Desde então, a judicialização da saúde evoluiu. As perguntas passaram a girar em torno de limites, parâmetros e critérios para a atuação judicial. O que se quer saber, agora, é até onde pode ir a atuação judicial na concretização do direito à saúde?

Os debates estão cada vez mais sofisticados, envolvendo questões como a eficácia e segurança de novos produtos médicos, a análise de evidências, o custo-efetividade, a interpretação de relatórios da Conitec e dos NAT-Jus, a compreensão dos protocolos clínicos, a análise de impacto orçamentário e assim por diante.

Até no campo da saúde suplementar, o debate ficou mais complexo. Basta ver a recente decisão do Superior Tribunal de Justiça sobre a taxatividade do rol da Agência Nacional de Saúde para perceber que a judicialização não é mais como era antigamente.

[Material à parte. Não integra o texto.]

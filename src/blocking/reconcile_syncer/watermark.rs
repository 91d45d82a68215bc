//! Process lifetime scan watermarks.
//!
//! Nothing is persisted, a restart forgets every watermark and the next pass scans everything.
use crate::mapping::Mapping;
use crate::record::TimeWindow;
use std::collections::HashMap;
use std::sync::Mutex;

/// Which store a collection lives in.
#[derive(Debug, Clone, Copy, PartialEq, Eq, Hash)]
pub enum Side {
    ColumnStore,
    SearchIndex,
}

/// Identify one scanned collection.
///
/// Keys are scoped by mapping, two mappings reading the same collection keep their own windows.
#[derive(Debug, Clone, PartialEq, Eq, Hash)]
pub struct WatermarkKey {
    mapping: String,
    side: Side,
    collection: String,
}

impl WatermarkKey {
    pub fn new(mapping: &Mapping, side: Side) -> Self {
        let collection = match side {
            Side::ColumnStore => mapping.source().name(),
            Side::SearchIndex => mapping.sink().name(),
        };
        WatermarkKey {
            mapping: mapping.to_string(),
            side,
            collection: collection.to_string(),
        }
    }

    pub fn collection(&self) -> &str {
        &self.collection
    }
}

/// Last scan time for every collection scanned by this process.
#[derive(Debug, Default)]
pub struct WatermarkStore {
    marks: Mutex<HashMap<WatermarkKey, i64>>,
}

impl WatermarkStore {
    pub fn new() -> Self {
        Self::default()
    }

    /// get last scan time of `key`, None if it was never scanned.
    pub fn get(&self, key: &WatermarkKey) -> Option<i64> {
        self.marks
            .lock()
            .unwrap_or_else(|e| e.into_inner())
            .get(key)
            .copied()
    }

    /// Window to scan at `now`, which is `[last watermark, now]`.
    ///
    /// Returns None when `key` was never scanned, which means a full scan is needed.
    pub fn window(&self, key: &WatermarkKey, now: i64) -> Option<TimeWindow> {
        self.get(key)
            .map(|last| TimeWindow::new(last, now.max(last)))
    }

    /// Record a successful scan at `now`, watermarks never go backwards.
    ///
    /// Returns the stored watermark.
    pub fn advance(&self, key: &WatermarkKey, now: i64) -> i64 {
        let mut marks = self.marks.lock().unwrap_or_else(|e| e.into_inner());
        let mark = marks.entry(key.clone()).or_insert(now);
        *mark = (*mark).max(now);
        *mark
    }

    /// forget every watermark, next passes will scan everything.
    pub fn clear(&self) {
        self.marks.lock().unwrap_or_else(|e| e.into_inner()).clear();
    }
}

#[cfg(test)]
mod test {
    use super::*;
    use crate::mapping::CollectionSchema;

    fn mapping(source: &str, sink: &str) -> Mapping {
        Mapping::new(
            CollectionSchema::new(source, "id", "ts", vec!["a".to_string()]),
            CollectionSchema::new(sink, "_id", "ts", vec!["b".to_string()]),
        )
        .unwrap()
    }

    #[test]
    fn test_first_scan_has_no_window() {
        let store = WatermarkStore::new();
        let key = WatermarkKey::new(&mapping("users", "user"), Side::ColumnStore);
        assert_eq!(store.window(&key, 100), None);
        store.advance(&key, 100);
        assert_eq!(store.window(&key, 150), Some(TimeWindow::new(100, 150)));
    }

    #[test]
    fn test_advance_is_monotonic() {
        let store = WatermarkStore::new();
        let key = WatermarkKey::new(&mapping("users", "user"), Side::SearchIndex);
        assert_eq!(store.advance(&key, 100), 100);
        assert_eq!(store.advance(&key, 90), 100);
        assert_eq!(store.advance(&key, 120), 120);
        // clock went backwards, window is collapsed to the watermark.
        assert_eq!(store.window(&key, 110), Some(TimeWindow::new(120, 120)));
    }

    #[test]
    fn test_keys_are_disjoint() {
        let store = WatermarkStore::new();
        let m1 = mapping("users", "user");
        let m2 = mapping("users", "user_v2");
        store.advance(&WatermarkKey::new(&m1, Side::ColumnStore), 100);
        assert_eq!(store.get(&WatermarkKey::new(&m2, Side::ColumnStore)), None);
        assert_eq!(store.get(&WatermarkKey::new(&m1, Side::SearchIndex)), None);
        store.clear();
        assert_eq!(store.get(&WatermarkKey::new(&m1, Side::ColumnStore)), None);
    }
}
// These tests need running mongodb servers:
// SYNCER_TEST_SOURCE (column store) and SYNCER_TEST_TARGET (search index).
// Run them with `cargo test -- --ignored`.
use bson::{doc, Document};
use mongodb::sync::{Client, Database};
use recon_sync::blocking::store::bson_helper::new_binary;
use recon_sync::blocking::store::{ColumnStore, SearchIndex};
use recon_sync::record::{TimeWindow, WriteOp, WriteStatement};
use recon_sync::{
    CollectionSchema, Mapping, MongoColumnStore, MongoSearchIndex, ReconcileSyncer,
};
use uuid::Uuid;

const ID1: &str = "c050283e-3641-4d79-8e82-6665b7a4d19b";
const ID2: &str = "5a0c9a6c-5f3b-4d8e-9f0e-2b1a7c3d4e5f";

struct Context {
    column_db: Database,
    index_db: Database,
}

impl Context {
    fn new() -> Self {
        let column_db = Client::with_uri_str(
            option_env!("SYNCER_TEST_SOURCE").unwrap_or("mongodb://localhost:27017"),
        )
        .unwrap()
        .database("recon_test_column");
        let index_db = Client::with_uri_str(
            option_env!("SYNCER_TEST_TARGET").unwrap_or("mongodb://localhost:27018"),
        )
        .unwrap()
        .database("recon_test_index");
        Context {
            column_db,
            index_db,
        }
    }
}

impl Drop for Context {
    fn drop(&mut self) {
        self.column_db.drop(None).unwrap();
        self.index_db.drop(None).unwrap();
    }
}

fn mapping() -> Mapping {
    Mapping::new(
        CollectionSchema::new("users", "id", "updated_at", vec!["name".to_string()]),
        CollectionSchema::new("user", "_id", "ts", vec!["full_name".to_string()]),
    )
    .unwrap()
}

#[test]
#[ignore = "requires running mongodb servers"]
fn test_column_store_scan_and_lookup() {
    let context = Context::new();
    let coll = context.column_db.collection::<Document>("users");
    coll.insert_many(
        vec![
            doc! {
                "id": new_binary(Uuid::parse_str(ID1).unwrap()),
                "updated_at": bson::DateTime::from_millis(100_000),
                "name": "a",
            },
            doc! {
                "id": new_binary(Uuid::parse_str(ID2).unwrap()),
                "updated_at": bson::DateTime::from_millis(200_000),
                "name": "b",
            },
        ],
        None,
    )
    .unwrap();

    let store = MongoColumnStore::new(context.column_db.clone());
    let m = mapping();
    let mut summaries = store.scan_summaries(m.source()).unwrap();
    summaries.sort_by_key(|s| s.timestamp);
    assert_eq!(summaries.len(), 2);
    assert_eq!(summaries[0].timestamp, 100);
    assert_eq!(summaries[1].id, Uuid::parse_str(ID2).unwrap());

    let records = store
        .fetch_by_ids(m.source(), &[Uuid::parse_str(ID1).unwrap()])
        .unwrap();
    assert_eq!(records.len(), 1);
    assert_eq!(records[0].values, vec![bson::Bson::String("a".to_string())]);
}

#[test]
#[ignore = "requires running mongodb servers"]
fn test_search_index_window_and_bulk() {
    let context = Context::new();
    let index = MongoSearchIndex::new(context.index_db.clone());
    let m = mapping();

    let response = index
        .bulk(
            m.sink(),
            vec![
                WriteStatement {
                    op: WriteOp::Insert,
                    id: ID1.to_string(),
                    timestamp: 100,
                    fields: doc! {"full_name": "a"},
                },
                WriteStatement {
                    op: WriteOp::Insert,
                    id: ID2.to_string(),
                    timestamp: 200,
                    fields: doc! {"full_name": "b"},
                },
            ],
        )
        .unwrap();
    assert_eq!(response.succeeded, 2);
    assert!(response.failed.is_empty());

    let windowed = index
        .search_summaries(m.sink(), Some(TimeWindow::new(150, 250)))
        .unwrap();
    assert_eq!(windowed.len(), 1);
    assert_eq!(windowed[0].id, ID2);

    // update doesn't touch the id, and doesn't create documents.
    index
        .bulk(
            m.sink(),
            vec![WriteStatement {
                op: WriteOp::Update,
                id: "missing".to_string(),
                timestamp: 300,
                fields: doc! {"full_name": "c"},
            }],
        )
        .unwrap();
    let all = index.search_summaries(m.sink(), None).unwrap();
    assert_eq!(all.len(), 2);
}

#[test]
#[ignore = "requires running mongodb servers"]
fn test_sync_mapping_against_mongodb() {
    let context = Context::new();
    context
        .column_db
        .collection::<Document>("users")
        .insert_one(
            doc! {
                "id": new_binary(Uuid::parse_str(ID1).unwrap()),
                "updated_at": bson::DateTime::from_millis(100_000),
                "name": "a",
            },
            None,
        )
        .unwrap();
    context
        .index_db
        .collection::<Document>("user")
        .insert_one(doc! {"_id": ID2, "ts": 200_i64, "full_name": "b"}, None)
        .unwrap();

    let syncer = ReconcileSyncer::new(
        MongoColumnStore::new(context.column_db.clone()),
        MongoSearchIndex::new(context.index_db.clone()),
    );
    let report = syncer.sync_mapping(&mapping()).unwrap();
    assert_eq!(report.inserted_into_sink, 1);
    assert_eq!(report.inserted_into_source, 1);

    let synced = context
        .index_db
        .collection::<Document>("user")
        .find_one(doc! {"_id": ID1}, None)
        .unwrap()
        .unwrap();
    assert_eq!(synced.get_str("full_name").unwrap(), "a");
    assert_eq!(synced.get_i64("ts").unwrap(), 100);

    // second pass over the same data writes nothing.
    syncer.watermarks().clear();
    let report = syncer.sync_mapping(&mapping()).unwrap();
    assert_eq!(report.written(), 0);
}

#[test]
#[ignore = "requires running mongodb servers"]
fn test_search_index_window_matches_datetimes() {
    let context = Context::new();
    context
        .index_db
        .collection::<Document>("user")
        .insert_many(
            vec![
                doc! {"_id": ID1, "ts": bson::DateTime::from_millis(100_000), "full_name": "a"},
                doc! {"_id": ID2, "ts": bson::DateTime::from_millis(200_500), "full_name": "b"},
            ],
            None,
        )
        .unwrap();

    let index = MongoSearchIndex::new(context.index_db.clone());
    let windowed = index
        .search_summaries(mapping().sink(), Some(TimeWindow::new(150, 200)))
        .unwrap();
    assert_eq!(windowed.len(), 1);
    assert_eq!(windowed[0].id, ID2);
    assert_eq!(windowed[0].timestamp, 200);
}

#[test]
#[ignore = "requires running mongodb servers"]
fn test_large_bulk_and_lookup() {
    let context = Context::new();
    let index = MongoSearchIndex::new(context.index_db.clone());
    let m = mapping();
    let ids: Vec<String> = (0..2500_u128).map(|i| Uuid::from_u128(i).to_string()).collect();
    let statements = ids
        .iter()
        .map(|id| WriteStatement {
            op: WriteOp::Insert,
            id: id.clone(),
            timestamp: 100,
            fields: doc! {"full_name": "x"},
        })
        .collect();

    let response = index.bulk(m.sink(), statements).unwrap();
    assert_eq!(response.succeeded, 2500);
    assert!(response.failed.is_empty());
    assert_eq!(index.fetch_by_ids(m.sink(), &ids).unwrap().len(), 2500);
}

Para responder às novas questões, os advogados e juízes precisam saber um pouco de medicina, de farmacologia, de metodologia científica, de gestão em saúde, de incorporação de novas tecnologias e até de farmacoeconomia!

Para tornar a coisa ainda mais complicada, o custo da judicialização da saúde tem elevado o risco de demandas aventureiras ou até mesmo de fraudes deliberadas. Uma auditoria do Tribunal de Contas da União (Acórdão 1787/2017 – TCU – Plenário) constatou não só um aumento crescente dos gastos com a judicialização da saúde, que saltaram de R$ 70 milhões em 2008 para R$ 1 bilhão em 2015, mas também inúmeras deficiências de controle que facilitam a ocorrência de desvios e fraudes.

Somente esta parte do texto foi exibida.